_WHAT IS NEEDED_
Each record that follows must be printed exactly as given.

*** DATA FOR THIS EXERCISE Section Begins ***

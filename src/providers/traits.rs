//! Collaborator traits for upstream sports data.
//!
//! The core never talks to a network itself. Upstream clients (REST APIs,
//! a relational store, fixtures) implement these capability traits and are
//! injected into the engine:
//!
//! - [`RosterProvider`]: teams, rosters, and direct player lookup by name
//! - [`StatsProvider`]: per-player season stat lines
//!
//! Implementations may fail or rate-limit. Return
//! [`RateLimited`](crate::StatlineError::RateLimited) or
//! [`Unavailable`](crate::StatlineError::Unavailable) for conditions worth
//! retrying; other errors are treated as permanent.

use async_trait::async_trait;

use crate::Result;
use crate::types::{PlayerRecord, Roster, StatLine, Team};

// ============================================================================
// Roster Provider
// ============================================================================

/// Provider for league structure and player identity.
#[async_trait]
pub trait RosterProvider: Send + Sync {
    /// Provider name for logging/debugging.
    fn name(&self) -> &str;

    /// All teams in the sport's league.
    async fn fetch_team_list(&self, sport: &str) -> Result<Vec<Team>>;

    /// Current roster of one team.
    async fn fetch_team_roster(&self, sport: &str, team_id: &str) -> Result<Roster>;

    /// Direct lookup by name, used when the roster index has no match.
    ///
    /// Returns `Ok(None)` when the provider knows of no such player.
    async fn fetch_player_by_name(&self, sport: &str, name: &str) -> Result<Option<PlayerRecord>>;
}

// ============================================================================
// Stats Provider
// ============================================================================

/// Provider for player statistics.
#[async_trait]
pub trait StatsProvider: Send + Sync {
    /// Provider name for logging/debugging.
    fn name(&self) -> &str;

    /// Season stats for one player.
    ///
    /// `metrics` is a hint: providers may return more metrics than asked
    /// for, and an empty slice means "all available".
    async fn fetch_player_stats(
        &self,
        sport: &str,
        player_id: &str,
        season: &str,
        metrics: &[String],
    ) -> Result<StatLine>;
}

*** DATA FOR THIS EXERCISE Section Ends ***

_RESULT OF THIS TASK_
filename src/providers/traits.rs
//! Collaborator traits for upstream sports data.
//!
//! The core never talks to a network itself. Upstream clients (REST APIs,
//! a relational store, fixtures) implement these capability traits and are
//! injected into the engine:
//!
//! - [`RosterProvider`]: teams, rosters, and direct player lookup by name
//! - [`StatsProvider`]: per-player season stat lines
//!
//! Implementations may fail or rate-limit. Return
//! [`RateLimited`](crate::StatlineError::RateLimited) or
//! [`Unavailable`](crate::StatlineError::Unavailable) for conditions worth
//! retrying; other errors are treated as permanent.

use async_trait::async_trait;

use crate::Result;
use crate::types::{PlayerRecord, Roster, StatLine, Team};

// ============================================================================
// Roster Provider
// ============================================================================

/// Provider for league structure and player identity.
#[async_trait]
pub trait RosterProvider: Send + Sync {
    /// Provider name for logging/debugging.
    fn name(&self) -> &str;

    /// All teams in the sport's league.
    async fn fetch_team_list(&self, sport: &str) -> Result<Vec<Team>>;

    /// Current roster of one team.
    async fn fetch_team_roster(&self, sport: &str, team_id: &str) -> Result<Roster>;

    /// Direct lookup by name, used when the roster index has no match.
    ///
    /// Returns `Ok(None)` when the provider knows of no such player.
    async fn fetch_player_by_name(&self, sport: &str, name: &str) -> Result<Option<PlayerRecord>>;
}

// ============================================================================
// Stats Provider
// ============================================================================

/// Provider for player statistics.
#[async_trait]
pub trait StatsProvider: Send + Sync {
    /// Provider name for logging/debugging.
    fn name(&self) -> &str;

    /// Season stats for one player.
    ///
    /// `metrics` is a hint: providers may return more metrics than asked
    /// for, and an empty slice means "all available".
    async fn fetch_player_stats(
        &self,
        sport: &str,
        player_id: &str,
        season: &str,
        metrics: &[String],
    ) -> Result<StatLine>;
}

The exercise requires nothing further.